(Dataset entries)
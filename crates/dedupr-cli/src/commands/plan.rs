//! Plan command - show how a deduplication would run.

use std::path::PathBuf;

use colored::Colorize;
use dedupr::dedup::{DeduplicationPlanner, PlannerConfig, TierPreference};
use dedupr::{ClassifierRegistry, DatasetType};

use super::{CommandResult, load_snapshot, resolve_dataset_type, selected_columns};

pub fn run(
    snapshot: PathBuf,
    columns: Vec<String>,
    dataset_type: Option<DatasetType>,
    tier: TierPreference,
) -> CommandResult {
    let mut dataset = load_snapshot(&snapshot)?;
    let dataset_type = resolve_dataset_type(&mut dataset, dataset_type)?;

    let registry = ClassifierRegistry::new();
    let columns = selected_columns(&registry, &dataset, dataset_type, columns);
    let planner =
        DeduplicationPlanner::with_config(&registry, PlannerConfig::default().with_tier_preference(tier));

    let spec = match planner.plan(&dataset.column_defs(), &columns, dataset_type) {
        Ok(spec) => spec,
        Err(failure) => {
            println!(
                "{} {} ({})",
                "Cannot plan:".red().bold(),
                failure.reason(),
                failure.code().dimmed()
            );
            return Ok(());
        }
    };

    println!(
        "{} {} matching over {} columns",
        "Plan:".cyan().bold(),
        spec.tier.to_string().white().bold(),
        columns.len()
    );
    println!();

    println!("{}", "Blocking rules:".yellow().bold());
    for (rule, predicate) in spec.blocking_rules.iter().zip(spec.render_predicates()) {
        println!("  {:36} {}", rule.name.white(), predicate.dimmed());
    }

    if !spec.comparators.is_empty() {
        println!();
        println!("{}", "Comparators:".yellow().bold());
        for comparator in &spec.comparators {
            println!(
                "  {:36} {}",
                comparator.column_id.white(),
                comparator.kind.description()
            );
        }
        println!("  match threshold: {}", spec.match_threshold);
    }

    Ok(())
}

--

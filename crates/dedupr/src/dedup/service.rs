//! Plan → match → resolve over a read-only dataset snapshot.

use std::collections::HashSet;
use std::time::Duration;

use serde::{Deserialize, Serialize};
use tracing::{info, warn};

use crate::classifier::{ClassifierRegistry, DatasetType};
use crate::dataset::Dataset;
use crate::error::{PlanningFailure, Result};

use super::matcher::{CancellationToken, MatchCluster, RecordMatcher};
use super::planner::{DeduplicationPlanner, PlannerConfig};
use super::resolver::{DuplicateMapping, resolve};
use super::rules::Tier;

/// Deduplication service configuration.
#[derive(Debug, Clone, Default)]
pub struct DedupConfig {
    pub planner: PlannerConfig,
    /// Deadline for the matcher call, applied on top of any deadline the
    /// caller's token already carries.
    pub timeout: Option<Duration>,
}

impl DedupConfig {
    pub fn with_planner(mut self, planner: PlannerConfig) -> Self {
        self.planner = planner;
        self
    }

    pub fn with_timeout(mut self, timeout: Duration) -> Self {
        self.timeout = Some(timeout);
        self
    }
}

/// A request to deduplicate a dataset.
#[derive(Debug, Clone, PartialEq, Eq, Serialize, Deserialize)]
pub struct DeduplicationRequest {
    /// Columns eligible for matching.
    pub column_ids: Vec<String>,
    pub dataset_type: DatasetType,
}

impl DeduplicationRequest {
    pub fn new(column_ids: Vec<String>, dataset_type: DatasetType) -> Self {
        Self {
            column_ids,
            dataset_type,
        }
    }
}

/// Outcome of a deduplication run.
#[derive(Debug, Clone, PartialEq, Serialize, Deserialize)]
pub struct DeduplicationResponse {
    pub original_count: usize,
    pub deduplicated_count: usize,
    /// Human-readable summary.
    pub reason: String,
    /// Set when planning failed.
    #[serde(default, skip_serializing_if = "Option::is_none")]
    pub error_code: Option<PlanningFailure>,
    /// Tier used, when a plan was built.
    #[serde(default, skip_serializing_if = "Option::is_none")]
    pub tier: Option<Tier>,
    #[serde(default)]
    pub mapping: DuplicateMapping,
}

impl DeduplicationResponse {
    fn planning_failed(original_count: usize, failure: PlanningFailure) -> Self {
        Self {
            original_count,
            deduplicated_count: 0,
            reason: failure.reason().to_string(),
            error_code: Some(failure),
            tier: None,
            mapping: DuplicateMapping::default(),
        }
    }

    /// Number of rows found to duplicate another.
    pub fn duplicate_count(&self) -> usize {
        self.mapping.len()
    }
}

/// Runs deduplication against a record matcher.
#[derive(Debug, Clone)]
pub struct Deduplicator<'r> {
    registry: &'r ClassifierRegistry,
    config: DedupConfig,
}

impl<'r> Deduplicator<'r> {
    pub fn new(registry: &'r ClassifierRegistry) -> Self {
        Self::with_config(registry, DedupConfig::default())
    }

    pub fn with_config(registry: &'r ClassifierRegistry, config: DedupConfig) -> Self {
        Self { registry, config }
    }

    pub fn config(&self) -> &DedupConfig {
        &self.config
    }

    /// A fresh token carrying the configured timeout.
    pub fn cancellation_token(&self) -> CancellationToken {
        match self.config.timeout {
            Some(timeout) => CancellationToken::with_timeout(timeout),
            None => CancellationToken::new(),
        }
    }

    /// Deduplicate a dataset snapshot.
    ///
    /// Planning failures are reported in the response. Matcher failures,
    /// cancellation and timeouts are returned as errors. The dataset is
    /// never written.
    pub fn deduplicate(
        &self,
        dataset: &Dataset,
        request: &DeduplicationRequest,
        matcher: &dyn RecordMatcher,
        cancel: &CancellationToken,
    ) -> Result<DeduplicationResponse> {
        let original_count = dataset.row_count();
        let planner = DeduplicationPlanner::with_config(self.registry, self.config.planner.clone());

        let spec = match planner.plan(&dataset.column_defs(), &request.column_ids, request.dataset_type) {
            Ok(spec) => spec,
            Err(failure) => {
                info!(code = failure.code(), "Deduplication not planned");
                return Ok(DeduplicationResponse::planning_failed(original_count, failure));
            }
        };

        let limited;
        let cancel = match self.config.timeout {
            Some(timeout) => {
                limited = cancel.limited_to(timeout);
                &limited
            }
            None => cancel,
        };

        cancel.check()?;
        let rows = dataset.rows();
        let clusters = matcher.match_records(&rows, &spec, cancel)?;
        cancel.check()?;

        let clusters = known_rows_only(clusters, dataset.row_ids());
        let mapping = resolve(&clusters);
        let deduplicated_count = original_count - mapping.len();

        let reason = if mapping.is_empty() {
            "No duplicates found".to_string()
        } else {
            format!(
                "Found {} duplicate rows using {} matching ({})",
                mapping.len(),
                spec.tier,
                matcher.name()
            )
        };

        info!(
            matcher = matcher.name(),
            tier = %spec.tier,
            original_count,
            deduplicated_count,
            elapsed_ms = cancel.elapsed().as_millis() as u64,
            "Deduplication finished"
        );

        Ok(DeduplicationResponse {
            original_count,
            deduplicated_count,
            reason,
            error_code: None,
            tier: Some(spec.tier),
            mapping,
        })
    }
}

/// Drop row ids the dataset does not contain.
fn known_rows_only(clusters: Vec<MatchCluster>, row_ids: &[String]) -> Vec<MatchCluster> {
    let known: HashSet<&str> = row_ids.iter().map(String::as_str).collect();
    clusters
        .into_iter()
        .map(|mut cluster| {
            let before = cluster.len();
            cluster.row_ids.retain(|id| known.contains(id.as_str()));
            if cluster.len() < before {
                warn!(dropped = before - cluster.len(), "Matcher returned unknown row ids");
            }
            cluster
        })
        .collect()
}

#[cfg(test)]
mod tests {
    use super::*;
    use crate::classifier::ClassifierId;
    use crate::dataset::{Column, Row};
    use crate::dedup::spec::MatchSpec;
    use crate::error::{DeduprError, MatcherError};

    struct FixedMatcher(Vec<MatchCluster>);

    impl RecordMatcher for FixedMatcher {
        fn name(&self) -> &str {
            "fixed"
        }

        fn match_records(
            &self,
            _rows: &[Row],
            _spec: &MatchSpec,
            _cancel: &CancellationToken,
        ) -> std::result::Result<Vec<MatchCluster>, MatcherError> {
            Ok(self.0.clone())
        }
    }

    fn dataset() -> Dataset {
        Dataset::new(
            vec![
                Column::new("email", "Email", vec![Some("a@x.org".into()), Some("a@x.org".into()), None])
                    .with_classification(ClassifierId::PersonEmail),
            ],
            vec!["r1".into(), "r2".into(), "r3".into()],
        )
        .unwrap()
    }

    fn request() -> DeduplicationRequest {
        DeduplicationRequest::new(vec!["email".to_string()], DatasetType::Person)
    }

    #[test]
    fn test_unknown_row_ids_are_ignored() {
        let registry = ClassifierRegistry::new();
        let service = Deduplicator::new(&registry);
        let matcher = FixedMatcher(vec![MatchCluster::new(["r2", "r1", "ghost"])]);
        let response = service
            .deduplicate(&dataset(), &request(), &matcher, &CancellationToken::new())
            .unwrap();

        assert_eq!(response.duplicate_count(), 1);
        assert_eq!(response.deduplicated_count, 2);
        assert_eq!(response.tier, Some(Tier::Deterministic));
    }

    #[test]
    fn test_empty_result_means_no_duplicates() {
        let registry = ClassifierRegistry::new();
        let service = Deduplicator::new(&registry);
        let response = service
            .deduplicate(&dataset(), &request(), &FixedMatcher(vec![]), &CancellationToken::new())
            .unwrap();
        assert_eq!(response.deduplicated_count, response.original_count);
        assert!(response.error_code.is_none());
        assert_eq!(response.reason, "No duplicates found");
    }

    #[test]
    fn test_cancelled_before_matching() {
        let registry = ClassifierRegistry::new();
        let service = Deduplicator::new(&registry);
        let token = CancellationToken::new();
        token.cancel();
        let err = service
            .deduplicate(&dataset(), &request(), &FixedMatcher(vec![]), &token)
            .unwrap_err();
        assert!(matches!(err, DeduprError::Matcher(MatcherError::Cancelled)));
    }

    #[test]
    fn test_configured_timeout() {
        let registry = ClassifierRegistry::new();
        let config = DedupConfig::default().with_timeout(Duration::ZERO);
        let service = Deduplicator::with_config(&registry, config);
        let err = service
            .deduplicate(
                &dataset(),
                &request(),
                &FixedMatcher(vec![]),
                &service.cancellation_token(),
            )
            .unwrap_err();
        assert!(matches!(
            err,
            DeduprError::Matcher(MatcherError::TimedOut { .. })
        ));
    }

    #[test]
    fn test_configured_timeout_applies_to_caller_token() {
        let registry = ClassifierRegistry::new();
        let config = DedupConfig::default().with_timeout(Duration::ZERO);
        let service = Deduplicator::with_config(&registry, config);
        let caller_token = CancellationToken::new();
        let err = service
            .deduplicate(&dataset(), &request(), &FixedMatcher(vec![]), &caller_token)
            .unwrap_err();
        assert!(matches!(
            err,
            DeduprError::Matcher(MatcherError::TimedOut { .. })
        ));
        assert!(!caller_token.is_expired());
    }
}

EXERCISE BRIEF: The expected output is one number, the tally of lines above containing "RecordMatcher".

SOLUTION TO THIS TASK: 3